Not giving away any of the plot, I really enjoyed the Hegel-like dialectic structure of the play as I had learned it back in school. There are three rounds off thesis, and anti-thesis and synthesis, always leaving the audience and surprise about the sudden turn. In the end, after all three turns, Miss Fisher’s character has evolved from the mean German Nazi officer into a true human being, with which everybody can identify. In turn, Picassos arrogance, which he exhibited at the beginning, has been replaced with the realization that he also is just a human being with emotions, faults and issues like everybody else.

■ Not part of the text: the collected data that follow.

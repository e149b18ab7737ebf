use crate::{
    ApiSettings, BaseModel, LimitSettings, LoggingSettings, RawProviderSettings, RawSettings,
    SecretSettings,
};
use std::time::Duration;

#[derive(Debug, Clone)]
pub struct AppSettings {
    pub api: ApiSettings,
    pub logging: LoggingSettings,
    pub provider: ProviderSettings,
    pub limits: LimitSettings,
    pub models: Vec<BaseModel>,
    pub secrets: SecretSettings,
}

/// Provider settings with durations resolved and the base URL normalized.
#[derive(Debug, Clone)]
pub struct ProviderSettings {
    pub base_url: String,
    pub username: String,
    pub analysis_version: String,
    pub trainer_model: String,
    pub trainer_version: String,
    pub poll_interval: Duration,
    pub poll_timeout: Duration,
}

impl From<RawProviderSettings> for ProviderSettings {
    fn from(raw: RawProviderSettings) -> Self {
        Self {
            base_url: raw.base_url.trim_end_matches('/').to_string(),
            username: raw.username,
            analysis_version: raw.analysis_version,
            trainer_model: raw.trainer_model,
            trainer_version: raw.trainer_version,
            poll_interval: Duration::from_millis(raw.poll_interval_ms),
            poll_timeout: Duration::from_millis(raw.poll_timeout_ms),
        }
    }
}

impl From<RawSettings> for AppSettings {
    fn from(raw: RawSettings) -> Self {
        Self {
            api: raw.api,
            logging: raw.logging,
            provider: raw.provider.into(),
            limits: raw.limits,
            models: raw.models,
            secrets: raw.secrets,
        }
    }
}
use crate::api_state::ApiContext;
use crate::routes::models::handlers::get_models;
use axum::{Router, routing::get};

pub fn models_router() -> Router<ApiContext> {
    Router::new().route("/models", get(get_models))
}
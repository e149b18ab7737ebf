use crate::api_state::ApiContext;
use crate::routes::root::handlers::{health_check, root};
use axum::{Router, routing::get};

pub fn root_public_router() -> Router<ApiContext> {
    Router::new()
        .route("/", get(root))
        .route("/health", get(health_check))
}
use api::serve;
use app_state::load_app_settings;
use color_eyre::Result;
use tracing_subscriber::layer::SubscriberExt;
use tracing_subscriber::util::SubscriberInitExt;

#[tokio::main]
async fn main() -> Result<()> {
    color_eyre::install()?;
    let settings = load_app_settings()?;
    tracing_subscriber::registry()
        .with(
            tracing_subscriber::EnvFilter::try_from_default_env()
                .unwrap_or_else(|_| settings.logging.level.clone().into()),
        )
        .with(tracing_subscriber::fmt::layer())
        .init();

    serve(settings).await?;

    Ok(())
}
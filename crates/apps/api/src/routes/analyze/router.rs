use crate::api_state::ApiContext;
use crate::routes::analyze::handlers::analyze_image;
use axum::{Router, routing::post};

pub fn analyze_router() -> Router<ApiContext> {
    Router::new().route("/analyze", post(analyze_image))
}
use crate::jobs::TrainingJob;
use serde::Serialize;
use utoipa::ToSchema;

#[derive(Debug, Serialize, ToSchema)]
pub struct TrainResponse {
    pub training_id: String,
    pub status: &'static str,
    pub message: &'static str,
}

#[derive(Debug, Serialize, ToSchema)]
pub struct TrainingStatusResponse {
    pub training_id: String,
    /// Live status reported by the provider.
    pub provider_status: &'static str,
    #[serde(skip_serializing_if = "Option::is_none")]
    pub trained_version: Option<String>,
    #[serde(skip_serializing_if = "Option::is_none")]
    pub error: Option<String>,
    /// Locally registered job, when this instance started the training.
    #[serde(skip_serializing_if = "Option::is_none")]
    pub job: Option<TrainingJob>,
}
use crate::api_state::ApiContext;
use crate::routes::webhooks::error::WebhookReceiverError;
use axum::Json;
use axum::body::Bytes;
use axum::extract::{Query, State};
use axum::http::HeaderMap;
use replicate::{PredictionUpdate, parse_prediction_update, parse_training_event};
use serde::Deserialize;
use serde_json::{Value, json};
use tracing::{info, instrument, warn};
use utoipa::IntoParams;

const SECRET_HEADER: &str = "x-webhook-secret";

/// The provider's HMAC signature scheme is handled upstream; receivers
/// authenticate calls with the shared secret configured for this service.
fn verify_secret(headers: &HeaderMap, expected: &str) -> Result<(), WebhookReceiverError> {
    let secret = headers
        .get(SECRET_HEADER)
        .and_then(|value| value.to_str().ok())
        .ok_or(WebhookReceiverError::MissingSecret)?;
    if secret != expected {
        return Err(WebhookReceiverError::InvalidSecret);
    }
    Ok(())
}

#[derive(Debug, Deserialize, IntoParams)]
pub struct TrainingWebhookParams {
    /// Provider training id this event belongs to.
    pub training_id: String,
}

/// Receive training lifecycle events and update the local job registry.
#[utoipa::path(
    post,
    path = "/webhooks/train",
    tag = "Webhooks",
    request_body = Vec<u8>,
    params(TrainingWebhookParams),
    responses(
        (status = 200, description = "Event processed"),
        (status = 400, description = "Malformed payload."),
        (status = 401, description = "Missing or invalid webhook secret."),
    )
)]
#[instrument(skip(context, headers, body), err(Debug))]
pub async fn training_webhook(
    State(context): State<ApiContext>,
    Query(params): Query<TrainingWebhookParams>,
    headers: HeaderMap,
    body: Bytes,
) -> Result<Json<Value>, WebhookReceiverError> {
    verify_secret(&headers, &context.settings.secrets.webhook_secret)?;
    let event = parse_training_event(&body)?;

    info!(
        "training webhook for {}: {:?}",
        params.training_id, event
    );
    context
        .jobs
        .apply_training_event(&params.training_id, &event)
        .await;

    Ok(Json(json!({ "received": true })))
}

/// Receive prediction status updates for generated headshots.
#[utoipa::path(
    post,
    path = "/webhooks/predict",
    tag = "Webhooks",
    request_body = Vec<u8>,
    responses(
        (status = 200, description = "Update processed"),
        (status = 400, description = "Malformed payload."),
        (status = 401, description = "Missing or invalid webhook secret."),
    )
)]
#[instrument(skip(context, headers, body), err(Debug))]
pub async fn prediction_webhook(
    State(context): State<ApiContext>,
    headers: HeaderMap,
    body: Bytes,
) -> Result<Json<Value>, WebhookReceiverError> {
    verify_secret(&headers, &context.settings.secrets.webhook_secret)?;
    let update = parse_prediction_update(&body)?;

    match &update {
        PredictionUpdate::Succeeded { id, .. } => {
            info!("prediction {id} succeeded");
        }
        PredictionUpdate::Failed { id, error } => {
            warn!(
                "prediction {id} failed: {}",
                error.as_deref().unwrap_or("unknown error")
            );
        }
        other => info!("prediction {} is {:?}", other.id(), other),
    }

    Ok(Json(json!({ "received": true })))
}
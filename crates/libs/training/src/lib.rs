#![deny(clippy::unwrap_used)]
#![allow(clippy::missing_errors_doc, clippy::missing_panics_doc)]

mod builder;
mod packs;
mod request;

pub use builder::*;
pub use packs::*;
pub use request::*;
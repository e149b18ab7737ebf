use crate::{AppSettings, RawSettings};
use color_eyre::eyre::Result;
use std::path::Path;

/// Loads settings from `config/settings.yaml`, with `APP__`-prefixed
/// environment variables (and `.env`) overriding file values. Secrets are
/// only ever supplied through the environment.
pub fn load_app_settings() -> Result<AppSettings> {
    // Need to load from dotenv first so the env source sees .env values.
    dotenv::from_path(".env").ok();
    let config_path = Path::new("config/settings.yaml").canonicalize()?;

    let builder = config::Config::builder()
        .add_source(config::File::from(config_path))
        .add_source(
            config::Environment::with_prefix("APP")
                .separator("__")
                .try_parsing(true),
        );

    let raw_settings = builder.build()?.try_deserialize::<RawSettings>()?;
    Ok(raw_settings.into())
}
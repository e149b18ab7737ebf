use crate::api_state::ApiContext;
use crate::routes::train::handlers::{get_training_status, start_training};
use axum::{Router, routing::get, routing::post};

pub fn train_router() -> Router<ApiContext> {
    Router::new()
        .route("/train", post(start_training))
        .route("/trainings/{id}", get(get_training_status))
}
use crate::record::ImageAnalysisRecord;
use serde::{Deserialize, Serialize};
use std::collections::BTreeMap;

/// Consensus over several per-photo records: for every string field set in
/// at least one record, the most frequent value. Boolean fields never take
/// part in aggregation.
#[derive(Debug, Default, Clone, PartialEq, Eq, Serialize, Deserialize)]
#[serde(transparent)]
pub struct AggregatedCharacteristics {
    values: BTreeMap<String, String>,
}

impl AggregatedCharacteristics {
    #[must_use]
    pub fn get(&self, field: &str) -> Option<&str> {
        self.values.get(field).map(String::as_str)
    }

    #[must_use]
    pub fn is_empty(&self) -> bool {
        self.values.is_empty()
    }

    #[must_use]
    pub fn len(&self) -> usize {
        self.values.len()
    }

    pub fn iter(&self) -> impl Iterator<Item = (&str, &str)> {
        self.values
            .iter()
            .map(|(field, value)| (field.as_str(), value.as_str()))
    }
}

/// Reduces an ordered sequence of records to one consensus mapping.
///
/// Per field, the value with the highest occurrence count wins. Ties go to
/// the tied value seen first in the input sequence; the choice is
/// deterministic for a given input order but carries no semantic
/// preference. An empty input yields an empty mapping.
#[must_use]
pub fn aggregate(records: &[ImageAnalysisRecord]) -> AggregatedCharacteristics {
    let mut collected: BTreeMap<&'static str, Vec<&str>> = BTreeMap::new();
    for record in records {
        for (field, value) in record.string_fields() {
            if let Some(value) = value {
                collected.entry(field).or_default().push(value);
            }
        }
    }

    let values = collected
        .into_iter()
        .filter_map(|(field, candidates)| {
            majority(&candidates).map(|winner| (field.to_string(), winner.to_string()))
        })
        .collect();
    AggregatedCharacteristics { values }
}

/// Most frequent value; ties resolve to the value whose first occurrence
/// comes earliest.
fn majority<'a>(candidates: &[&'a str]) -> Option<&'a str> {
    let mut counts: Vec<(&str, usize)> = Vec::new();
    for candidate in candidates {
        match counts.iter_mut().find(|(value, _)| value == candidate) {
            Some(entry) => entry.1 += 1,
            None => counts.push((candidate, 1)),
        }
    }

    let mut best: Option<(&str, usize)> = None;
    for (value, count) in counts {
        // Strictly greater keeps the first-seen value on ties.
        if best.is_none_or(|(_, best_count)| count > best_count) {
            best = Some((value, count));
        }
    }
    best.map(|(value, _)| value)
}

#[cfg(test)]
mod tests {
    use super::*;

    fn record_with_hair_color(color: &str) -> ImageAnalysisRecord {
        ImageAnalysisRecord {
            hair_color: Some(color.to_string()),
            ..Default::default()
        }
    }

    #[test]
    fn empty_input_yields_empty_mapping() {
        let aggregated = aggregate(&[]);
        assert!(aggregated.is_empty());
        assert_eq!(aggregated.len(), 0);
    }

    #[test]
    fn majority_value_wins() {
        let records = vec![
            record_with_hair_color("brown"),
            record_with_hair_color("brown"),
            record_with_hair_color("black"),
        ];
        assert_eq!(aggregate(&records).get("hair_color"), Some("brown"));
    }

    #[test]
    fn ties_are_deterministic_and_first_seen_wins() {
        let records = vec![
            record_with_hair_color("black"),
            record_with_hair_color("brown"),
        ];
        let first = aggregate(&records);
        for _ in 0..10 {
            assert_eq!(aggregate(&records), first);
        }
        assert_eq!(first.get("hair_color"), Some("black"));
    }

    #[test]
    fn boolean_fields_are_never_aggregated() {
        let records = vec![ImageAnalysisRecord {
            selfie: true,
            blurry: true,
            ..Default::default()
        }];
        let aggregated = aggregate(&records);
        assert_eq!(aggregated.get("selfie"), None);
        assert_eq!(aggregated.get("blurry"), None);
        assert!(aggregated.is_empty());
    }

    #[test]
    fn only_fields_present_in_some_record_appear() {
        let records = vec![
            ImageAnalysisRecord {
                hair_color: Some("brown".to_string()),
                name: Some("man".to_string()),
                ..Default::default()
            },
            ImageAnalysisRecord {
                name: Some("man".to_string()),
                ..Default::default()
            },
        ];
        let aggregated = aggregate(&records);
        assert_eq!(aggregated.get("name"), Some("man"));
        assert_eq!(aggregated.get("hair_color"), Some("brown"));
        assert_eq!(aggregated.get("eye_color"), None);
        assert_eq!(aggregated.len(), 2);
    }

    #[test]
    fn absent_values_do_not_dilute_the_majority() {
        let records = vec![
            record_with_hair_color("red"),
            ImageAnalysisRecord::default(),
            record_with_hair_color("red"),
            record_with_hair_color("gray"),
        ];
        assert_eq!(aggregate(&records).get("hair_color"), Some("red"));
    }

    #[test]
    fn serializes_as_a_plain_object() {
        let records = vec![record_with_hair_color("brown")];
        let json = serde_json::to_value(aggregate(&records)).expect("serializable aggregate");
        assert_eq!(json, serde_json::json!({ "hair_color": "brown" }));
    }
}
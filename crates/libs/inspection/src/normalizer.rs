//! Pattern matching over a lower-cased photo description.
//!
//! Every detector is independent and best-effort. Combined alternations
//! keep the order they are listed in; the leftmost-earliest match wins,
//! which is the documented rule rather than an accident. All patterns run
//! against the lower-cased text, so none of them need `(?i)`.

use regex::Regex;
use std::sync::LazyLock;

static PEOPLE_RE: LazyLock<Regex> =
    LazyLock::new(|| Regex::new(r"person|people|faces?").expect("valid people regex"));
static WEARING_HAT_RE: LazyLock<Regex> =
    LazyLock::new(|| Regex::new(r"wearing a (?:hat|cap)").expect("valid hat regex"));
static AGE_RE: LazyLock<Regex> =
    LazyLock::new(|| Regex::new(r"(\d+)\s*(?:year|yr)s?\s*old").expect("valid age regex"));
static GENDER_RE: LazyLock<Regex> = LazyLock::new(|| {
    Regex::new(r"man|woman|male|female|person|boy|girl").expect("valid gender regex")
});
static HAIR_COLOR_RE: LazyLock<Regex> = LazyLock::new(|| {
    Regex::new(r"(blonde|brunette|black|brown|red|gray|grey|white) hair")
        .expect("valid hair color regex")
});
static EYE_COLOR_RE: LazyLock<Regex> = LazyLock::new(|| {
    Regex::new(r"(blue|brown|green|hazel|gray|grey) eyes?").expect("valid eye color regex")
});
static ETHNICITY_RE: LazyLock<Regex> = LazyLock::new(|| {
    Regex::new(r"caucasian|asian|african|hispanic|latino|middle eastern|indian")
        .expect("valid ethnicity regex")
});
// Length descriptions usually carry a color or style between the length
// word and "hair" ("short brown hair"), so a couple of words may intervene.
static HAIR_LENGTH_RE: LazyLock<Regex> = LazyLock::new(|| {
    Regex::new(r"(short|medium|long)(?:\s+\w+){0,2}\s+hair").expect("valid hair length regex")
});
static HAIR_STYLE_RE: LazyLock<Regex> = LazyLock::new(|| {
    Regex::new(r"straight|curly|wavy|braided|dreadlocks|afro").expect("valid hair style regex")
});

/// Raw matches of the detection rules against one description.
pub(crate) struct TextMatches {
    pub selfie: bool,
    pub blurry: bool,
    pub people_mentions: usize,
    pub full_body: bool,
    pub sunglasses: bool,
    pub plain_glasses: bool,
    pub hat: bool,
    pub funny: bool,
    pub facial_hair: bool,
    pub bald: bool,
    pub age: Option<String>,
    pub gender: Option<String>,
    pub hair_color: Option<String>,
    pub eye_color: Option<String>,
    pub ethnicity: Option<String>,
    pub hair_length: Option<String>,
    pub hair_style: Option<String>,
}

/// Scans a description for every detection rule. Pure; absence of a match
/// simply leaves the corresponding field undetected.
pub(crate) fn scan(description: &str) -> TextMatches {
    let text = description.to_lowercase();
    TextMatches {
        selfie: text.contains("selfie") || text.contains("self-portrait"),
        blurry: text.contains("blur") || text.contains("unclear"),
        people_mentions: PEOPLE_RE.find_iter(&text).count(),
        full_body: text.contains("full body") || text.contains("full-body"),
        sunglasses: text.contains("sunglasses") || text.contains("wearing glasses"),
        plain_glasses: text.contains("glasses"),
        hat: text.contains("hat") || WEARING_HAT_RE.is_match(&text),
        funny: text.contains("funny") || text.contains("silly"),
        facial_hair: text.contains("beard") || text.contains("mustache"),
        bald: text.contains("bald"),
        age: AGE_RE.captures(&text).map(|c| c[1].to_string()),
        gender: GENDER_RE.find(&text).map(|m| m.as_str().to_string()),
        hair_color: HAIR_COLOR_RE.captures(&text).map(|c| c[1].to_string()),
        eye_color: EYE_COLOR_RE.captures(&text).map(|c| c[1].to_string()),
        ethnicity: ETHNICITY_RE.find(&text).map(|m| m.as_str().to_string()),
        hair_length: HAIR_LENGTH_RE.captures(&text).map(|c| c[1].to_lowercase()),
        hair_style: HAIR_STYLE_RE.find(&text).map(|m| m.as_str().to_lowercase()),
    }
}
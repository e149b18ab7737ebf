use crate::jobs::TrainingJobStore;
use app_state::AppSettings;
use axum::extract::FromRef;
use inspection::ImageAnalyzer;
use replicate::ReplicateClient;
use std::sync::Arc;

#[derive(Clone)]
pub struct ApiContext {
    pub settings: AppSettings,
    pub analyzer: Arc<ImageAnalyzer>,
    pub provider: ReplicateClient,
    pub jobs: TrainingJobStore,
}

// These impls allow Axum to extract parts of the state directly, for
// handlers and extractors that only need one of them.
impl FromRef<ApiContext> for AppSettings {
    fn from_ref(state: &ApiContext) -> Self {
        state.settings.clone()
    }
}

impl FromRef<ApiContext> for ReplicateClient {
    fn from_ref(state: &ApiContext) -> Self {
        state.provider.clone()
    }
}

impl FromRef<ApiContext> for TrainingJobStore {
    fn from_ref(state: &ApiContext) -> Self {
        state.jobs.clone()
    }
}
#[utoipa::path(
    get,
    path = "/",
    responses(
        (status = 200, description = "Root message")
    )
)]
pub async fn root() -> &'static str {
    "Headshot backend API"
}

#[utoipa::path(
    get,
    path = "/health",
    tag = "System",
    responses(
        (status = 200, description = "API is healthy and ready to accept traffic", body = String)
    )
)]
pub async fn health_check() -> &'static str {
    "OK"
}
use chrono::{DateTime, Utc};
use replicate::TrainingEvent;
use serde::Serialize;
use std::collections::HashMap;
use std::sync::Arc;
use tokio::sync::RwLock;
use tracing::warn;
use utoipa::ToSchema;

/// Lifecycle of a training job as seen by this service.
#[derive(Debug, Clone, Copy, PartialEq, Eq, Serialize, ToSchema)]
#[serde(rename_all = "lowercase")]
pub enum JobStatus {
    Pending,
    Training,
    Finished,
    Failed,
}

#[derive(Debug, Clone, Serialize, ToSchema)]
pub struct TrainingJob {
    pub training_id: String,
    pub model_name: String,
    pub status: JobStatus,
    #[serde(skip_serializing_if = "Option::is_none")]
    pub trained_version: Option<String>,
    #[serde(skip_serializing_if = "Option::is_none")]
    pub error: Option<String>,
    pub updated_at: DateTime<Utc>,
}

/// In-memory registry of training jobs, updated by provider webhooks.
/// Stands in for the external datastore this service does not own.
#[derive(Clone, Default)]
pub struct TrainingJobStore {
    inner: Arc<RwLock<HashMap<String, TrainingJob>>>,
}

impl TrainingJobStore {
    pub async fn insert(&self, training_id: String, model_name: String) {
        let job = TrainingJob {
            training_id: training_id.clone(),
            model_name,
            status: JobStatus::Pending,
            trained_version: None,
            error: None,
            updated_at: Utc::now(),
        };
        self.inner.write().await.insert(training_id, job);
    }

    pub async fn get(&self, training_id: &str) -> Option<TrainingJob> {
        self.inner.read().await.get(training_id).cloned()
    }

    /// Applies a provider training event to the registered job. Events for
    /// unknown training ids are dropped with a warning; the provider may
    /// retry webhooks long after a restart wiped the registry.
    pub async fn apply_training_event(&self, training_id: &str, event: &TrainingEvent) {
        let mut jobs = self.inner.write().await;
        let Some(job) = jobs.get_mut(training_id) else {
            warn!("training webhook for unknown job {training_id}");
            return;
        };
        match event {
            TrainingEvent::Start => {
                job.status = JobStatus::Training;
            }
            TrainingEvent::Completed { output } => {
                job.status = JobStatus::Finished;
                job.trained_version = output.as_ref().and_then(|o| o.version.clone());
                job.error = None;
            }
            TrainingEvent::Failed { error } => {
                job.status = JobStatus::Failed;
                job.error = Some(
                    error
                        .clone()
                        .unwrap_or_else(|| "Training failed".to_string()),
                );
            }
        }
        job.updated_at = Utc::now();
    }
}

#[cfg(test)]
mod tests {
    use super::*;
    use replicate::TrainingEventOutput;

    #[tokio::test]
    async fn jobs_progress_through_the_lifecycle() {
        let store = TrainingJobStore::default();
        store
            .insert("t1".to_string(), "my-model".to_string())
            .await;
        assert_eq!(store.get("t1").await.map(|j| j.status), Some(JobStatus::Pending));

        store.apply_training_event("t1", &TrainingEvent::Start).await;
        assert_eq!(store.get("t1").await.map(|j| j.status), Some(JobStatus::Training));

        store
            .apply_training_event(
                "t1",
                &TrainingEvent::Completed {
                    output: Some(TrainingEventOutput {
                        version: Some("acme/my-model:abc".to_string()),
                    }),
                },
            )
            .await;
        let job = store.get("t1").await.expect("job exists");
        assert_eq!(job.status, JobStatus::Finished);
        assert_eq!(job.trained_version.as_deref(), Some("acme/my-model:abc"));
    }

    #[tokio::test]
    async fn failure_keeps_a_message_even_without_provider_detail() {
        let store = TrainingJobStore::default();
        store.insert("t2".to_string(), "m".to_string()).await;
        store
            .apply_training_event("t2", &TrainingEvent::Failed { error: None })
            .await;
        let job = store.get("t2").await.expect("job exists");
        assert_eq!(job.status, JobStatus::Failed);
        assert_eq!(job.error.as_deref(), Some("Training failed"));
    }

    #[tokio::test]
    async fn events_for_unknown_jobs_are_dropped() {
        let store = TrainingJobStore::default();
        store
            .apply_training_event("ghost", &TrainingEvent::Start)
            .await;
        assert!(store.get("ghost").await.is_none());
    }
}
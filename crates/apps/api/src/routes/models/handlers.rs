use crate::api_state::ApiContext;
use app_state::BaseModel;
use axum::Json;
use axum::extract::State;
use tracing::instrument;

/// The curated catalog of base models users can train on top of.
#[utoipa::path(
    get,
    path = "/models",
    tag = "Models",
    responses(
        (status = 200, description = "Base-model catalog", body = Vec<BaseModel>)
    )
)]
#[instrument(skip(context))]
pub async fn get_models(State(context): State<ApiContext>) -> Json<Vec<BaseModel>> {
    Json(context.settings.models.clone())
}
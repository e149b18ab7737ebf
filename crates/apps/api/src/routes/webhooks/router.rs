use crate::api_state::ApiContext;
use crate::routes::webhooks::handlers::{prediction_webhook, training_webhook};
use axum::{Router, routing::post};

pub fn webhooks_router() -> Router<ApiContext> {
    Router::new()
        .route("/webhooks/train", post(training_webhook))
        .route("/webhooks/predict", post(prediction_webhook))
}
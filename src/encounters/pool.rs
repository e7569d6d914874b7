//! Weighted event pool.

use serde::{Deserialize, Serialize};

use crate::core::GameRng;

use super::event::EncounterEvent;

/// An event with its selection weight.
#[derive(Clone, Debug, PartialEq, Serialize, Deserialize)]
pub struct PoolEntry {
    pub event: EncounterEvent,
    pub weight: f32,
}

/// Events an act can draw from.
#[derive(Clone, Debug, Default, PartialEq, Serialize, Deserialize)]
pub struct EventPool {
    entries: Vec<PoolEntry>,
}

impl EventPool {
    #[must_use]
    pub fn new() -> Self {
        Self::default()
    }

    /// Add an event. Non-positive weights count as 1.
    pub fn add(&mut self, event: EncounterEvent, weight: f32) {
        let weight = if weight > 0.0 { weight } else { 1.0 };
        self.entries.push(PoolEntry { event, weight });
    }

    #[must_use]
    pub fn with_event(mut self, event: EncounterEvent, weight: f32) -> Self {
        self.add(event, weight);
        self
    }

    #[must_use]
    pub fn len(&self) -> usize {
        self.entries.len()
    }

    #[must_use]
    pub fn is_empty(&self) -> bool {
        self.entries.is_empty()
    }

    #[must_use]
    pub fn get(&self, key: &str) -> Option<&EncounterEvent> {
        self.entries.iter().map(|e| &e.event).find(|e| e.key == key)
    }

    /// Weighted random event.
    pub fn pick(&self, rng: &mut GameRng) -> Option<&EncounterEvent> {
        let weights: Vec<f32> = self.entries.iter().map(|e| e.weight).collect();
        rng.choose_weighted(&weights).map(|i| &self.entries[i].event)
    }

    /// Weighted random event other than `current`, retrying up to `retries`
    /// times. Gives back the last pick if every retry hit `current`.
    pub fn pick_different(&self, current: &str, retries: usize, rng: &mut GameRng) -> Option<&EncounterEvent> {
        let mut picked = self.pick(rng)?;
        for _ in 1..retries.max(1) {
            if picked.key != current {
                break;
            }
            picked = self.pick(rng)?;
        }
        if picked.key == current {
            tracing::debug!(%current, "could not find a different event");
        }
        Some(picked)
    }
}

I found the dynamic between the two characters quite captivating and was very impressed by both Carpenter’s and Paff’s performances. They play the transitions inherent to both characters in a very seamless way, making one almost forget that the two humans exiting the stage had been quite different, less likable characters, at the beginning of the play.

Plays of this quality make me really look forward to future plays in the San Jose Rep – like the upcoming stage world premiere of the Kite Runner based on the novel of Khaled Hosseini.